Wyoming legislative committee recommends increasing state fuel tax

CHEYENNE, Wyo. (AP) -- Proclaiming that Wyoming needs to find a long-term, predictable source of highway funding, a legislative committee on Monday advanced a bill that would raise fuel taxes.

The House Revenue Committee voted 7-to-2 Monday morning to recommend approval of a bill to hike fuel taxes by a dime, from 14 cents to 24 cents a gallon on gasoline.
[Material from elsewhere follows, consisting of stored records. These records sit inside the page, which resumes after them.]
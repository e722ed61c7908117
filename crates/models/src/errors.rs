use thiserror::Error;

#[derive(Debug, Error)]
pub enum ModelError {
    #[error("database error: {0}")]
    Db(String),
    #[error("column `{column}` out of range: {value}")]
    OutOfRange { column: &'static str, value: i64 },
}
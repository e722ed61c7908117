use std::process::ExitCode;

use dotenvy::dotenv;
use tracing::{error, info};
use uuid::Uuid;

fn main() -> ExitCode {
    dotenv().ok();

    let cfg = match configs::AppConfig::load_or_env() {
        Ok(cfg) => cfg,
        Err(e) => {
            common::utils::logging::init_logging_default();
            error!(service = "server", event = "config_invalid", error = %e, "failed to load configuration");
            return ExitCode::FAILURE;
        }
    };
    common::utils::logging::init_logging_for(&cfg.logging.format);
    info!(service = "server", event = "logger_init", format = %cfg.logging.format, "tracing subscriber initialized");

    let service_id = Uuid::new_v4();
    let pid = std::process::id();
    let version = env!("CARGO_PKG_VERSION");

    std::panic::set_hook(Box::new(move |info| {
        error!(service = "server", event = "panic", %service_id, pid, message = %info, "unhandled panic occurred");
    }));

    let mut builder = tokio::runtime::Builder::new_multi_thread();
    builder.enable_all();
    if let Some(w) = cfg.server.worker_threads {
        builder.worker_threads(w);
    }
    let rt = match builder.build() {
        Ok(rt) => rt,
        Err(e) => {
            error!(service = "server", event = "runtime_build_failed", error = %e, "failed to build tokio runtime");
            return ExitCode::FAILURE;
        }
    };

    info!(
        service = "server",
        event = "start",
        %service_id,
        pid,
        version,
        threads = cfg.server.worker_threads.unwrap_or_default(),
        "car dealership service starting"
    );

    rt.block_on(async move {
        match server::run_with_config(cfg).await {
            Ok(()) => {
                info!(service = "server", event = "stop", %service_id, pid, "server stopped normally");
                ExitCode::SUCCESS
            }
            Err(e) => {
                error!(service = "server", event = "run_failed", error = %e, "server returned error");
                ExitCode::FAILURE
            }
        }
    })
}
use thiserror::Error;

use models::errors::ModelError;

#[derive(Debug, Error)]
pub enum ServiceError {
    #[error("invalid parameter: {}", .params.join(", "))]
    InvalidParameter { params: Vec<String> },
    #[error("missing parameter: {}", .params.join(", "))]
    MissingParameter { params: Vec<String> },
    #[error("{entity} not found: {id}")]
    EntityNotFound { entity: &'static str, id: String },
    #[error("database error: {0}")]
    Db(String),
    #[error("model error: {0}")]
    Model(#[from] ModelError),
}

impl ServiceError {
    pub fn invalid_param(param: impl Into<String>) -> Self {
        Self::InvalidParameter { params: vec![param.into()] }
    }

    pub fn missing_param(param: impl Into<String>) -> Self {
        Self::MissingParameter { params: vec![param.into()] }
    }

    pub fn not_found(entity: &'static str, id: impl ToString) -> Self {
        Self::EntityNotFound { entity, id: id.to_string() }
    }

    /// Stable numeric code for external mapping/logging
    pub fn code(&self) -> u16 {
        match self {
            ServiceError::InvalidParameter { .. } => 2001,
            ServiceError::MissingParameter { .. } => 2002,
            ServiceError::EntityNotFound { .. } => 2003,
            ServiceError::Db(_) => 2100,
            ServiceError::Model(_) => 2101,
        }
    }

    /// Row-level failures from `models`; driver errors keep their message verbatim.
    pub fn from_model(err: ModelError) -> Self {
        match err {
            ModelError::Db(msg) => ServiceError::Db(msg),
            other => ServiceError::Model(other),
        }
    }
}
The bill now advances to the House.

The committee vote came after two hours of testimony, much of it from industry and local government officials who said that although nobody likes paying higher taxes, they believe the time has come for the state to bite the bullet on highway funding.

"A Band-Aid fix is really what the state has been doing over the past five or six biennial budgets," said Roy Cohee, whose family runs an oilfield trucking business in Casper.
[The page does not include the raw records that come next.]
use std::net::SocketAddr;

use axum::Router;
use configs::AppConfig;
use migration::MigratorTrait;
use tower_http::cors::CorsLayer;
use tracing::{info, warn};

use crate::errors::StartupError;
use crate::routes;
use crate::state::ServerState;

fn build_cors() -> CorsLayer {
    CorsLayer::very_permissive()
}

fn bind_addr(cfg: &AppConfig) -> Result<SocketAddr, StartupError> {
    format!("{}:{}", cfg.server.host, cfg.server.port)
        .parse()
        .map_err(|e| StartupError::InvalidConfig(format!("bind address: {}", e)))
}

async fn shutdown_signal() {
    if let Err(e) = tokio::signal::ctrl_c().await {
        warn!(error = %e, "failed to listen for Ctrl+C");
        return;
    }
    info!(event = "shutdown_signal", "received Ctrl+C, shutting down");
}

/// Load configuration from `config.toml` or the environment, then serve.
pub async fn run() -> Result<(), StartupError> {
    let cfg = AppConfig::load_or_env().map_err(|e| StartupError::InvalidConfig(e.to_string()))?;
    run_with_config(cfg).await
}

pub async fn run_with_config(cfg: AppConfig) -> Result<(), StartupError> {
    let addr = bind_addr(&cfg)?;

    let db = models::db::connect_with_config(&cfg.database)
        .await
        .map_err(|e| StartupError::Database(e.to_string()))?;
    if cfg.database.run_migrations {
        migration::Migrator::up(&db, None)
            .await
            .map_err(|e| StartupError::Database(format!("migrations: {}", e)))?;
        info!(event = "migrated", "database schema up to date");
    }

    let state = ServerState::from_db(db);
    let app: Router = routes::build_router(state, build_cors());

    info!(%addr, "starting server crate");
    let listener = tokio::net::TcpListener::bind(addr).await.map_err(anyhow::Error::from)?;
    axum::serve(listener, app)
        .with_graceful_shutdown(shutdown_signal())
        .await
        .map_err(anyhow::Error::from)?;
    info!(event = "stop", "server stopped");
    Ok(())
}
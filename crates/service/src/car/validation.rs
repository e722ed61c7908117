//! Creation-time checks for a proposed car.
//!
//! Checks run in a fixed order (year, brand, fuel type) and the first failure
//! is reported. Updates are not validated.

use std::str::FromStr;

use thiserror::Error;

use super::domain::{Brand, Car, FuelType};

pub const MIN_YEAR: i32 = 1900;

#[derive(Debug, Clone, PartialEq, Eq, Error)]
pub enum CarValidationError {
    #[error("year {year} outside {min}..={max}")]
    Year { year: i32, min: i32, max: i32 },
    #[error("brand `{0}` is not one of Tesla, Porsche, Ferrari, Mercedes, BMW")]
    Brand(String),
    #[error("fuel type `{0}` is not one of Petrol, Diesel, Electric")]
    FuelType(String),
}

impl CarValidationError {
    /// Wire name of the rejected field.
    pub fn field(&self) -> &'static str {
        match self {
            CarValidationError::Year { .. } => "Year",
            CarValidationError::Brand(_) => "Brand",
            CarValidationError::FuelType(_) => "FuelType",
        }
    }
}

pub fn check_year(year: i32, current_year: i32) -> Result<(), CarValidationError> {
    if year > current_year || year < MIN_YEAR {
        return Err(CarValidationError::Year { year, min: MIN_YEAR, max: current_year });
    }
    Ok(())
}

pub fn check_brand(brand: &str) -> Result<Brand, CarValidationError> {
    Brand::from_str(brand).map_err(|_| CarValidationError::Brand(brand.to_string()))
}

pub fn check_fuel_type(fuel_type: &str) -> Result<FuelType, CarValidationError> {
    FuelType::from_str(fuel_type).map_err(|_| CarValidationError::FuelType(fuel_type.to_string()))
}

/// Validate a car proposed for creation against `current_year`.
pub fn validate_new_car(car: &Car, current_year: i32) -> Result<(), CarValidationError> {
    check_year(car.year, current_year)?;
    check_brand(&car.brand)?;
    check_fuel_type(&car.fuel_type)?;
    Ok(())
}

#[cfg(test)]
mod tests {
    use super::*;
    use strum::IntoEnumIterator;

    const NOW: i32 = 2024;

    fn car(year: i32, brand: &str, fuel: &str) -> Car {
        Car { name: "Model 3".into(), year, brand: brand.into(), fuel_type: fuel.into(), ..Car::default() }
    }

    #[test]
    fn every_valid_combination_passes() {
        for brand in Brand::iter() {
            for fuel in FuelType::iter() {
                for year in [MIN_YEAR, 1990, NOW] {
                    let c = car(year, brand.as_ref(), fuel.as_ref());
                    assert_eq!(validate_new_car(&c, NOW), Ok(()), "{brand} {fuel} {year}");
                }
            }
        }
    }

    #[test]
    fn year_bounds() {
        assert!(check_year(1899, NOW).is_err());
        assert!(check_year(NOW + 1, NOW).is_err());
        assert!(check_year(0, NOW).is_err());
        assert!(check_year(NOW, NOW).is_ok());
    }

    #[test]
    fn single_violation_fails_regardless_of_other_fields() {
        let cases = [
            (car(1800, "Tesla", "Petrol"), "Year"),
            (car(NOW + 5, "BMW", "Electric"), "Year"),
            (car(2018, "ABC", "Petrol"), "Brand"),
            (car(2018, "", "Diesel"), "Brand"),
            (car(2018, "Porsche", "Hydrogen"), "FuelType"),
            (car(2018, "Ferrari", ""), "FuelType"),
        ];
        for (c, field) in cases {
            let err = validate_new_car(&c, NOW).unwrap_err();
            assert_eq!(err.field(), field, "{c:?}");
        }
    }

    #[test]
    fn first_failing_check_is_reported() {
        let err = validate_new_car(&car(1800, "ABC", "Hydrogen"), NOW).unwrap_err();
        assert_eq!(err, CarValidationError::Year { year: 1800, min: MIN_YEAR, max: NOW });

        let err = validate_new_car(&car(2000, "ABC", "Hydrogen"), NOW).unwrap_err();
        assert_eq!(err, CarValidationError::Brand("ABC".into()));
    }

    #[test]
    fn engine_fields_are_not_validated() {
        let mut c = car(2018, "Mercedes", "Diesel");
        c.engine.cylinders = 0;
        c.engine.displacement = u32::MAX;
        assert!(validate_new_car(&c, NOW).is_ok());
    }
}
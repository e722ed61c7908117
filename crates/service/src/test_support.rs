#![cfg(test)]
use tokio::sync::OnceCell;
use sea_orm::DatabaseConnection;
use migration::MigratorTrait;
use models::db::{connect_with_config, DatabaseConfig};

// Ensure migrations run only once across the entire test process
static MIGRATED: OnceCell<bool> = OnceCell::const_new();

fn test_config() -> DatabaseConfig {
    let mut cfg = configs::load_default().map(|c| c.database).unwrap_or_default();
    cfg.normalize_from_env();
    cfg.max_connections = cfg.max_connections.max(10);
    cfg.min_connections = cfg.min_connections.clamp(1, cfg.max_connections);
    cfg.acquire_timeout_secs = 10;
    cfg
}

/// A migrated connection, or `None` when no test database is configured.
pub async fn get_db() -> Result<Option<DatabaseConnection>, anyhow::Error> {
    if std::env::var("SKIP_DB_TESTS").is_ok() || std::env::var("DATABASE_URL").is_err() {
        return Ok(None);
    }

    // Run migrations exactly once, with a throwaway connection
    let migrated = *MIGRATED
        .get_or_init(|| async {
            let db = match connect_with_config(&test_config()).await {
                Ok(db) => db,
                Err(e) => {
                    eprintln!("skip: cannot connect to db: {}", e);
                    return false;
                }
            };
            if let Err(e) = migration::Migrator::up(&db, None).await {
                eprintln!("skip: migrate up failed: {}", e);
                return false;
            }
            true
        })
        .await;
    if !migrated {
        return Ok(None);
    }

    // Return a fresh connection for the current test's runtime
    let db = connect_with_config(&test_config()).await?;
    Ok(Some(db))
}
Cohee, a former Wyoming house speaker, said his business employs about 60 people and logs about 2 million miles a year delivering drilling and mining equipment. "The roads could be crumbling years from now if a reasonable $70 to $80 million isn't put into them now," he said.

Gov. Matt Mead is pushing the tax increase, which would raise more than $70 million a year for state and local road projects. Mead has emphasized that out-of-state motorists would foot much of the bill for maintaining the state's highway system.

Wyoming has put hundreds of millions of dollars from the state's general fund into subsidizing highways over the past decade. Mead has said that approach has hampered the transportation department's ability to plan projects because it's never certain how much funding it will have in the future.

Brett Moline, with the Wyoming Farm Bureau Federation, said his members oppose increasing the fuel tax. "I have a concern, as my members do, that this is going to cause an increase in the price of fuel at the pump," he said.

Tony Gagliardi, Wyoming state director for the National Federation of Independent Business, told the committee that most of his membership also opposes hiking the tax.

"We are not out of the recession at this time," Gagliardi said, adding that the last thing businesses need is an increase in the cost of getting their products delivered.

Maureen Bader, with the Wyoming Liberty Group, also urged the committee to reject the bill.

"I'm here today to urge you to stop shrinking the budgets of hard-working Wyoming families," Bader said. She said her group believes that tax increases in general are "silent job killers."

Committee Chairman Mike Madden responded that he didn't hear in Bader's comments, "a good, viable solution for the long-term funding of the agency."

Madden also questioned Bader's claim that increasing the fuel tax would necessarily result in lost jobs. He noted that fuel costs rose about a dollar a gallon from late 2010 to late 2011, during which time Wyoming added total jobs.